Are there any specific areas in psychosomatic medicine where you would like to see more progress in the near future?
I hope that psychosomatic medicine can be leading discipline in terms of broadening clinicians’ perspective on medical illnesses. We know that psychosocial factors are so strongly related to treatment adherence and outcomes. In some countries, such as Germany, there already seems to be a great awareness of this, but we need to expand it to other countries. I also think we need to develop clinimetric instruments for diagnostics and for being able to properly assess disease trajectories. Questionnaires and interviews are as reliable as neuroimaging and blood testing. Harmonising these across countries would strengthen the entire field as it would enable better communication.

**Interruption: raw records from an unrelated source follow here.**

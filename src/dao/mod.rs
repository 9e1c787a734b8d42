pub mod coordinates;
pub mod prices;
use sqlx::SqliteConnection;
use tracing::{Instrument, instrument};

use crate::model::{
    apperror::{ApplicationError, ErrorType},
    db::PriceRow,
    models::{PricePoint, PriceSeries, UnitType, YearMonth},
};

/**
 * SQL query to retrieve the monthly prices of one postal code between two month ordinals, inclusive.
 * `{table}` is replaced with `UnitType::table_name`, never with user input.
 */
const QUERY_PRICE_SERIES: &str = "SELECT CAST(Year AS INTEGER) AS Year, CAST(Month AS INTEGER) AS Month, CAST(Avg_Pricing_Month AS REAL) AS Avg_Pricing_Month
                                  FROM {table}
                                  WHERE Zipcode = ?1 AND (Year * 12 + Month - 1) BETWEEN ?2 AND ?3
                                  ORDER BY Year, Month";

/**
 * DAO for the per unit type price tables.
 */
pub struct PriceDao {}

impl PriceDao {
    /**
     * Creates a new instance of `PriceDao`.
     *
     * # Returns
     * A new instance of `PriceDao`.
     */
    pub fn new() -> Self {
        PriceDao {}
    }

    /**
     * Retrieves the price series of every postal code within the month range.
     *
     * # Arguments
     * `connection`: The database connection.
     * `unit_type`: Selects the price table.
     * `postal_codes`: Postal codes to look up, one series is returned for each in the same order.
     * `start`: First month, inclusive.
     * `end`: Last month, inclusive.
     *
     * # Returns
     * A Result containing one `PriceSeries` per postal code, possibly empty, or an `ApplicationError`.
     */
    #[instrument(skip(self, connection), fields(table = unit_type.table_name(), result))]
    pub async fn get_price_series(&self, connection: &mut SqliteConnection, unit_type: UnitType, postal_codes: &[String], start: YearMonth, end: YearMonth) -> Result<Vec<PriceSeries>, ApplicationError> {
        let span = tracing::Span::current();
        let query = QUERY_PRICE_SERIES.replace("{table}", unit_type.table_name());
        let mut series = Vec::with_capacity(postal_codes.len());
        for postal_code in postal_codes {
            let rows: Vec<PriceRow> = sqlx::query_as(&query)
                .bind(postal_code.as_str())
                .bind(start.ordinal())
                .bind(end.ordinal())
                .fetch_all(&mut *connection)
                .instrument(span.clone())
                .await
                .map_err(|err| ApplicationError::new(ErrorType::DatabaseError, format!("Failed to execute query to get prices from {}: {err}", unit_type.table_name())))?;
            let points = Self::to_points(rows)?;
            tracing::debug!("Postal code {} has {} prices in range", postal_code, points.len());
            series.push(PriceSeries::new(postal_code.clone(), points));
        }
        span.record("result", series.iter().map(|price_series| price_series.points.len()).sum::<usize>());
        Ok(series)
    }

    /**
     * Converts rows into price points, dropping rows without a price.
     */
    fn to_points(rows: Vec<PriceRow>) -> Result<Vec<PricePoint>, ApplicationError> {
        let mut points = Vec::with_capacity(rows.len());
        for row in rows {
            if let Some(point) = row.into_point()? {
                points.push(point);
            }
        }
        Ok(points)
    }
}

#[cfg(test)]
pub mod test_support {
    use sqlx::{Pool, Sqlite, sqlite::SqlitePoolOptions};

    /**
     * In-memory database with an empty price table per unit type. A single connection keeps every query on the same database.
     */
    pub async fn init_db() -> Pool<Sqlite> {
        let pool = SqlitePoolOptions::new().max_connections(1).connect("sqlite::memory:").await.unwrap();
        for unit_type in crate::model::models::UnitType::ALL {
            sqlx::query(&format!("CREATE TABLE {} (Zipcode TEXT, Year INTEGER, Month INTEGER, Avg_Pricing_Month REAL)", unit_type.table_name()))
                .execute(&pool)
                .await
                .unwrap();
        }
        pool
    }

    pub async fn insert_price(pool: &Pool<Sqlite>, table: &str, zipcode: &str, year: i64, month: i64, price: Option<f64>) {
        sqlx::query(&format!("INSERT INTO {table} (Zipcode, Year, Month, Avg_Pricing_Month) VALUES (?1, ?2, ?3, ?4)"))
            .bind(zipcode)
            .bind(year)
            .bind(month)
            .bind(price)
            .execute(pool)
            .await
            .unwrap();
    }
}


#[cfg(feature = "integration-test")]
#[cfg(test)]
mod integration_test {
    use super::*;
    use sqlx::SqlitePool;

    #[tokio::test]
    async fn test_every_unit_type_table_is_queryable() {
        let pool = init_db().await;
        let price_dao = PriceDao::new();
        let mut connection = pool.acquire().await.unwrap();
        let start = YearMonth::new(2015, 1).unwrap();
        let end = YearMonth::new(2020, 12).unwrap();
        for unit_type in UnitType::ALL {
            let result = price_dao.get_price_series(&mut connection, unit_type, &["10001".to_string()], start, end).await;
            assert!(result.is_ok(), "{}", unit_type.table_name());
        }
    }

    #[tokio::test]
    async fn test_known_postal_code_has_ordered_prices() {
        let pool = init_db().await;
        let mut connection = pool.acquire().await.unwrap();
        let series = PriceDao::new()
            .get_price_series(&mut connection, UnitType::SingleFamily, &["10001".to_string(), "94105".to_string()], YearMonth::new(2010, 1).unwrap(), YearMonth::new(2020, 12).unwrap())
            .await
            .unwrap();
        assert_eq!(series.len(), 2);
        for price_series in series {
            assert!(price_series.points.windows(2).all(|pair| pair[0].period < pair[1].period));
        }
    }

    async fn init_db() -> SqlitePool {
        dotenv::from_filename(".env-test").ok();
        SqlitePool::connect(dotenv::var("DATABASE_URL").unwrap().as_str()).await.unwrap()
    }
}
use std::collections::HashMap;
use std::fs::File;
use std::io::Read;

use serde::Deserialize;
use tracing::instrument;

use crate::model::{
    apperror::{ApplicationError, ErrorType},
    models::Coordinate,
};

/**
 * One line of the coordinate file. Columns other than these are ignored.
 */
#[derive(Debug, Deserialize)]
struct CoordinateRecord {
    zip: String,
    lat: f64,
    lng: f64,
}

/**
 * Postal code to coordinate lookup. Loaded once at startup and never changed.
 */
#[derive(Debug, Default)]
pub struct CoordinateTable {
    entries: HashMap<String, Coordinate>,
}

impl CoordinateTable {
    /**
     * Loads the coordinate table from a CSV file.
     *
     * # Arguments
     * `path`: Path to a CSV file with a header containing `zip`, `lat` and `lng`.
     *
     * # Returns
     * The loaded table or an `ApplicationError` if the file cannot be read or a line is malformed.
     */
    #[instrument(level = "info")]
    pub fn load(path: &str) -> Result<Self, ApplicationError> {
        let file = File::open(path).map_err(|err| ApplicationError::new(ErrorType::Initialization, format!("Failed to open coordinates file {path}: {err}")))?;
        let table = Self::from_reader(file)?;
        tracing::info!("Loaded {} postal code coordinates", table.len());
        Ok(table)
    }

    /**
     * Reads the coordinate table from any CSV source.
     */
    pub fn from_reader<R: Read>(reader: R) -> Result<Self, ApplicationError> {
        let mut csv_reader = csv::ReaderBuilder::new().trim(csv::Trim::All).from_reader(reader);
        let mut entries = HashMap::new();
        for record in csv_reader.deserialize::<CoordinateRecord>() {
            let record = record.map_err(|err| ApplicationError::new(ErrorType::Initialization, format!("Failed to parse coordinates file: {err}")))?;
            entries.insert(record.zip, Coordinate::new(record.lat, record.lng));
        }
        Ok(CoordinateTable { entries })
    }

    /**
     * Coordinate of a postal code, or (0, 0) when the code is unknown.
     */
    pub fn get(&self, postal_code: &str) -> Coordinate {
        self.entries.get(postal_code.trim()).copied().unwrap_or_default()
    }

    pub fn lookup_all(&self, postal_codes: &[String]) -> Vec<(String, Coordinate)> {
        postal_codes.iter().map(|postal_code| (postal_code.clone(), self.get(postal_code))).collect()
    }

    pub fn len(&self) -> usize {
        self.entries.len()
    }
}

You have obviously been extremely successful in building a meaningful career in psychosomatic medicine. Do you have any recipes that you could pass on to young researchers? What do you think is critical?
Passion! For research: studying and reading. When I was young, I had a classmate in high school whose father worked at a university. When I discovered that this is a job in which you get paid for studying, I immediately thought “That’s incredible, I really want to know more about this”. For the clinic: being curious and interested in other people. Having the desire to listen to new stories every day. Many clinicians try to understand the patients before they have even met them. I want to hear the story from the writer of the story, the patient.
Thank you very much for this interview, Professor Cosci.